Inquiry co-chair Barry Sheerman MP said: “The case for achieving greater levels of remanufacturing in this country is undeniable, not just in environmental terms, but in social and economic terms also.
“That’s why this report calls on Government to create new apprenticeships across the remanufacturing value chain and ensure sustainable design and engineering courses are taught in higher education institutions across the UK. It is vital that remanufacturing and the wider circular economy are put at the heart of government strategies for skills and employment over the next 10 years.”
The 108-page report also calls on industry to work more collaboratively across the supply chain and challenges Original Equipment Manufacturers (OEMs) and third party remanufacturers to communicate more clearly.
It lays out more than 20 recommendations for Government and industry, claiming that the future of manufacturing is ‘inextricably linked to environmental sustainability’ thanks to the benefits for raw materials and waste disposal.
Ultimately the inquiry success of the inquiry will depend on its impact on business.

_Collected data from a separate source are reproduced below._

use chrono::{DateTime, Utc};
use thiserror::Error;

use crate::model::ids::HistoryEntryId;
use crate::model::level::Level;

#[derive(Debug, Error, Clone, PartialEq, Eq)]
#[non_exhaustive]
pub enum HistoryEntryError {
    #[error("quiz title cannot be empty")]
    EmptyTitle,

    #[error("points ({points}) exceed question count ({questions})")]
    PointsExceedQuestions { points: u32, questions: u32 },

    #[error("too many questions for a single quiz: {len}")]
    TooManyQuestions { len: usize },
}

/// Outcome of a completed session, before it gets an identity in the history store.
#[derive(Debug, Clone, PartialEq, Eq)]
pub struct QuizResult {
    pub quiz_title: String,
    pub level: Level,
    pub points: u32,
    pub questions: u32,
    pub completed_at: DateTime<Utc>,
}

/// Durable record of a completed quiz. Never mutated after creation.
#[derive(Debug, Clone, PartialEq, Eq)]
pub struct HistoryEntry {
    id: HistoryEntryId,
    quiz_title: String,
    level: Level,
    points: u32,
    questions: u32,
}

impl HistoryEntry {
    /// Rehydrate a history entry from persisted storage.
    ///
    /// # Errors
    ///
    /// Returns `HistoryEntryError` if the title is blank or `points > questions`.
    pub fn from_persisted(
        id: HistoryEntryId,
        quiz_title: impl Into<String>,
        level: Level,
        points: u32,
        questions: u32,
    ) -> Result<Self, HistoryEntryError> {
        let quiz_title = quiz_title.into();
        if quiz_title.trim().is_empty() {
            return Err(HistoryEntryError::EmptyTitle);
        }
        if points > questions {
            return Err(HistoryEntryError::PointsExceedQuestions { points, questions });
        }
        Ok(Self {
            id,
            quiz_title,
            level,
            points,
            questions,
        })
    }

    /// Build the entry for a finished session. The id is derived from the completion time.
    ///
    /// # Errors
    ///
    /// Returns `HistoryEntryError` if the result is inconsistent.
    pub fn from_result(result: &QuizResult) -> Result<Self, HistoryEntryError> {
        Self::from_persisted(
            HistoryEntryId::from_millis(result.completed_at.timestamp_millis()),
            result.quiz_title.clone(),
            result.level,
            result.points,
            result.questions,
        )
    }

    #[must_use]
    pub fn id(&self) -> HistoryEntryId {
        self.id
    }

    #[must_use]
    pub fn quiz_title(&self) -> &str {
        &self.quiz_title
    }

    #[must_use]
    pub fn level(&self) -> Level {
        self.level
    }

    #[must_use]
    pub fn points(&self) -> u32 {
        self.points
    }

    #[must_use]
    pub fn questions(&self) -> u32 {
        self.questions
    }

    /// Instant the entry was recorded, recovered from the id.
    #[must_use]
    pub fn recorded_at(&self) -> Option<DateTime<Utc>> {
        let millis = i64::try_from(self.id.value()).ok()?;
        DateTime::<Utc>::from_timestamp_millis(millis)
    }
}

#[cfg(test)]
mod tests {
    use super::*;
    use crate::time::fixed_now;

    #[test]
    fn entry_id_is_completion_millis() {
        let result = QuizResult {
            quiz_title: "Math".into(),
            level: Level::Easy,
            points: 2,
            questions: 3,
            completed_at: fixed_now(),
        };
        let entry = HistoryEntry::from_result(&result).unwrap();
        assert_eq!(entry.id().value(), 1_700_000_000_000);
        assert_eq!(entry.recorded_at(), Some(fixed_now()));
        assert_eq!(entry.points(), 2);
        assert_eq!(entry.questions(), 3);
    }

    #[test]
    fn rejects_points_above_questions() {
        let err =
            HistoryEntry::from_persisted(HistoryEntryId::new(1), "Math", Level::Hard, 4, 3)
                .unwrap_err();
        assert_eq!(
            err,
            HistoryEntryError::PointsExceedQuestions {
                points: 4,
                questions: 3
            }
        );
    }
}
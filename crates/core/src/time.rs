use chrono::{DateTime, Duration, Utc};

/// Time source for sessions and history ids. Fixed clocks keep tests deterministic.
#[derive(Debug, Clone, Copy, Default)]
pub enum Clock {
    #[default]
    System,
    Fixed(DateTime<Utc>),
}

impl Clock {
    #[must_use]
    pub fn system() -> Self {
        Self::System
    }

    #[must_use]
    pub fn fixed(at: DateTime<Utc>) -> Self {
        Self::Fixed(at)
    }

    #[must_use]
    pub fn now(&self) -> DateTime<Utc> {
        match self {
            Clock::System => Utc::now(),
            Clock::Fixed(t) => *t,
        }
    }

    /// Moves a fixed clock forward. No effect on `Clock::System`.
    pub fn advance(&mut self, delta: Duration) {
        if let Clock::Fixed(t) = self {
            *t += delta;
        }
    }
}

/// Deterministic timestamp for tests (2023-11-14T22:13:20Z).
pub const FIXED_TEST_TIMESTAMP: i64 = 1_700_000_000;

/// Returns a deterministic `DateTime<Utc>` for tests.
///
/// # Panics
///
/// Panics if the fixed timestamp cannot be represented.
#[must_use]
pub fn fixed_now() -> DateTime<Utc> {
    DateTime::<Utc>::from_timestamp(FIXED_TEST_TIMESTAMP, 0)
        .expect("fixed timestamp should be valid")
}

#[must_use]
pub fn fixed_clock() -> Clock {
    Clock::fixed(fixed_now())
}

#[cfg(test)]
mod tests {
    use super::*;

    #[test]
    fn fixed_clock_advances() {
        let mut clock = fixed_clock();
        clock.advance(Duration::seconds(5));
        assert_eq!(clock.now(), fixed_now() + Duration::seconds(5));
    }

    #[test]
    fn system_clock_ignores_advance() {
        let mut clock = Clock::system();
        clock.advance(Duration::days(365));
        assert!(clock.now() < Utc::now() + Duration::days(1));
    }
}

Susanne Baker, Senior Climate and Environment Policy Adviser at EEF, who sat on the steering group for the inquiry, said: “There is still a gap in awareness – our research shows that over half of manufacturers are unaware of remanufacturing or have simply not considered it. This is particularly true amongst small and medium sized companies, who potentially have much to gain, but are far more likely not to have considered this business model.
“It’s clear that much more can be done to help this sector flourish. Today’s inquiry has helped put remanufacturing on the map and we hope that this helps to boost awareness and drive strong support for this fantastically innovative and exciting sector of manufacturing.”
Inquiry co-chair Caroline Spelman echoed the focus on SMEs and highlighted the potential creation of thousands of skilled jobs at those companies.
“As we approach the next election, we urge this Government and the next to do more to exploit this important new frontier of economic and environmental growth potential,” she said.